• [WHAT IS EXPECTED]: Your answer must be an exact copy of all the entries.

** DATA EXTRACTS follows **

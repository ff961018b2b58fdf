//! Session module - the facade front ends talk to
//!
//! A [`Session`] holds the fixed shape, the current [`Position`], the
//! cumulative score and the tile spawner. Moves go in as a [`Direction`] and
//! come back as points or [`EngineError::NoMove`]; a rejected move leaves every
//! field exactly as it was.

use std::sync::Arc;

use rand::{Rng, SeedableRng};
use tracing::{debug, info, trace};

use crate::cell::Cell;
use crate::error::{EngineError, Result};
use crate::grid::Grid;
use crate::position::Position;
use crate::rng::SimpleRng;
use crate::snapshot::GameSnapshot;
use crate::spawn::TileSpawner;
use crate::types::{Coord, Direction, Shape};

#[derive(Debug, Clone)]
pub struct Session<R = SimpleRng> {
    shape: Shape,
    current: Arc<Position>,
    score: u32,
    spawner: TileSpawner<R>,
}

impl Session<SimpleRng> {
    /// Start a game seeded from OS entropy.
    pub fn new(shape: Shape, starting_values: &[u32]) -> Result<Self> {
        Self::with_rng(shape, starting_values, SimpleRng::from_entropy())
    }

    /// Start a reproducible game.
    pub fn with_seed(shape: Shape, starting_values: &[u32], seed: u64) -> Result<Self> {
        Self::with_rng(shape, starting_values, SimpleRng::new(seed))
    }
}

impl<R: Rng> Session<R> {
    /// Start a game drawing spawns from `rng`.
    pub fn with_rng(shape: Shape, starting_values: &[u32], rng: R) -> Result<Self> {
        let mut spawner = TileSpawner::new(starting_values, rng)?;
        let grid = fresh_grid(shape, &mut spawner)?;
        info!(%shape, values = ?starting_values, "session started");
        Ok(Self {
            shape,
            current: Arc::new(Position::new(grid)),
            score: 0,
            spawner,
        })
    }

    /// Resume from an arbitrary grid with a zero score.
    pub fn from_grid(grid: Grid, starting_values: &[u32], rng: R) -> Result<Self> {
        let spawner = TileSpawner::new(starting_values, rng)?;
        let shape = grid.shape();
        debug!(%shape, "session resumed from grid");
        Ok(Self {
            shape,
            current: Arc::new(Position::new(grid)),
            score: 0,
            spawner,
        })
    }

    /// Play one move, returning the points it scored.
    pub fn apply_move(&mut self, direction: Direction) -> Result<u32> {
        match Arc::clone(&self.current).apply_move(direction, &mut self.spawner) {
            Ok((next, points)) => {
                self.current = Arc::new(next);
                self.score = self.score.saturating_add(points);
                debug!(%direction, points, score = self.score, "move applied");
                Ok(points)
            }
            Err(EngineError::NoMove) => {
                trace!(%direction, "move rejected");
                Err(EngineError::NoMove)
            }
            Err(e) => Err(e),
        }
    }

    /// True once no direction can change the grid.
    pub fn is_over(&self) -> bool {
        self.current.is_terminal()
    }

    /// Throw the current game away and deal a fresh grid.
    pub fn restart(&mut self) -> Result<()> {
        let grid = fresh_grid(self.shape, &mut self.spawner)?;
        info!(final_score = self.score, moves = self.moves(), "session restarted");
        self.current = Arc::new(Position::new(grid));
        self.score = 0;
        Ok(())
    }

    pub fn shape(&self) -> Shape {
        self.shape
    }

    pub fn score(&self) -> u32 {
        self.score
    }

    /// Successful moves since the game started.
    pub fn moves(&self) -> u32 {
        self.current.ply()
    }

    pub fn position(&self) -> &Arc<Position> {
        &self.current
    }

    pub fn grid(&self) -> &Grid {
        self.current.grid()
    }

    /// # Panics
    ///
    /// Panics if `coord` lies outside the session's shape.
    pub fn cell_at(&self, coord: Coord) -> Cell {
        self.grid()[coord]
    }

    pub fn legal_moves(&self) -> Vec<Direction> {
        self.current.legal_moves().to_vec()
    }

    pub fn starting_values(&self) -> &[u32] {
        self.spawner.values()
    }

    pub fn snapshot(&self) -> GameSnapshot {
        let grid = self.grid();
        GameSnapshot {
            rows: self.shape.rows,
            cols: self.shape.cols,
            cells: grid.cells().iter().map(Cell::raw).collect(),
            score: self.score,
            moves: self.moves(),
            max_tile: grid.max_tile(),
            game_over: self.is_over(),
        }
    }
}

fn fresh_grid<R: Rng>(shape: Shape, spawner: &mut TileSpawner<R>) -> Result<Grid> {
    let values = spawner.values().to_vec();
    Grid::new(shape, &values, spawner.rng_mut())
}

** End of DATA EXTRACTS **

• [ANSWER BELOW]:
repository ff961018b2b58fdf
//! Session module - the facade front ends talk to
//!
//! A [`Session`] holds the fixed shape, the current [`Position`], the
//! cumulative score and the tile spawner. Moves go in as a [`Direction`] and
//! come back as points or [`EngineError::NoMove`]; a rejected move leaves every
//! field exactly as it was.

use std::sync::Arc;

use rand::{Rng, SeedableRng};
use tracing::{debug, info, trace};

use crate::cell::Cell;
use crate::error::{EngineError, Result};
use crate::grid::Grid;
use crate::position::Position;
use crate::rng::SimpleRng;
use crate::snapshot::GameSnapshot;
use crate::spawn::TileSpawner;
use crate::types::{Coord, Direction, Shape};

#[derive(Debug, Clone)]
pub struct Session<R = SimpleRng> {
    shape: Shape,
    current: Arc<Position>,
    score: u32,
    spawner: TileSpawner<R>,
}

impl Session<SimpleRng> {
    /// Start a game seeded from OS entropy.
    pub fn new(shape: Shape, starting_values: &[u32]) -> Result<Self> {
        Self::with_rng(shape, starting_values, SimpleRng::from_entropy())
    }

    /// Start a reproducible game.
    pub fn with_seed(shape: Shape, starting_values: &[u32], seed: u64) -> Result<Self> {
        Self::with_rng(shape, starting_values, SimpleRng::new(seed))
    }
}

impl<R: Rng> Session<R> {
    /// Start a game drawing spawns from `rng`.
    pub fn with_rng(shape: Shape, starting_values: &[u32], rng: R) -> Result<Self> {
        let mut spawner = TileSpawner::new(starting_values, rng)?;
        let grid = fresh_grid(shape, &mut spawner)?;
        info!(%shape, values = ?starting_values, "session started");
        Ok(Self {
            shape,
            current: Arc::new(Position::new(grid)),
            score: 0,
            spawner,
        })
    }

    /// Resume from an arbitrary grid with a zero score.
    pub fn from_grid(grid: Grid, starting_values: &[u32], rng: R) -> Result<Self> {
        let spawner = TileSpawner::new(starting_values, rng)?;
        let shape = grid.shape();
        debug!(%shape, "session resumed from grid");
        Ok(Self {
            shape,
            current: Arc::new(Position::new(grid)),
            score: 0,
            spawner,
        })
    }

    /// Play one move, returning the points it scored.
    pub fn apply_move(&mut self, direction: Direction) -> Result<u32> {
        match Arc::clone(&self.current).apply_move(direction, &mut self.spawner) {
            Ok((next, points)) => {
                self.current = Arc::new(next);
                self.score = self.score.saturating_add(points);
                debug!(%direction, points, score = self.score, "move applied");
                Ok(points)
            }
            Err(EngineError::NoMove) => {
                trace!(%direction, "move rejected");
                Err(EngineError::NoMove)
            }
            Err(e) => Err(e),
        }
    }

    /// True once no direction can change the grid.
    pub fn is_over(&self) -> bool {
        self.current.is_terminal()
    }

    /// Throw the current game away and deal a fresh grid.
    pub fn restart(&mut self) -> Result<()> {
        let grid = fresh_grid(self.shape, &mut self.spawner)?;
        info!(final_score = self.score, moves = self.moves(), "session restarted");
        self.current = Arc::new(Position::new(grid));
        self.score = 0;
        Ok(())
    }

    pub fn shape(&self) -> Shape {
        self.shape
    }

    pub fn score(&self) -> u32 {
        self.score
    }

    /// Successful moves since the game started.
    pub fn moves(&self) -> u32 {
        self.current.ply()
    }

    pub fn position(&self) -> &Arc<Position> {
        &self.current
    }

    pub fn grid(&self) -> &Grid {
        self.current.grid()
    }

    /// # Panics
    ///
    /// Panics if `coord` lies outside the session's shape.
    pub fn cell_at(&self, coord: Coord) -> Cell {
        self.grid()[coord]
    }

    pub fn legal_moves(&self) -> Vec<Direction> {
        self.current.legal_moves().to_vec()
    }

    pub fn starting_values(&self) -> &[u32] {
        self.spawner.values()
    }

    pub fn snapshot(&self) -> GameSnapshot {
        let grid = self.grid();
        GameSnapshot {
            rows: self.shape.rows,
            cols: self.shape.cols,
            cells: grid.cells().iter().map(Cell::raw).collect(),
            score: self.score,
            moves: self.moves(),
            max_tile: grid.max_tile(),
            game_over: self.is_over(),
        }
    }
}

fn fresh_grid<R: Rng>(shape: Shape, spawner: &mut TileSpawner<R>) -> Result<Grid> {
    let values = spawner.values().to_vec();
    Grid::new(shape, &values, spawner.rng_mut())
}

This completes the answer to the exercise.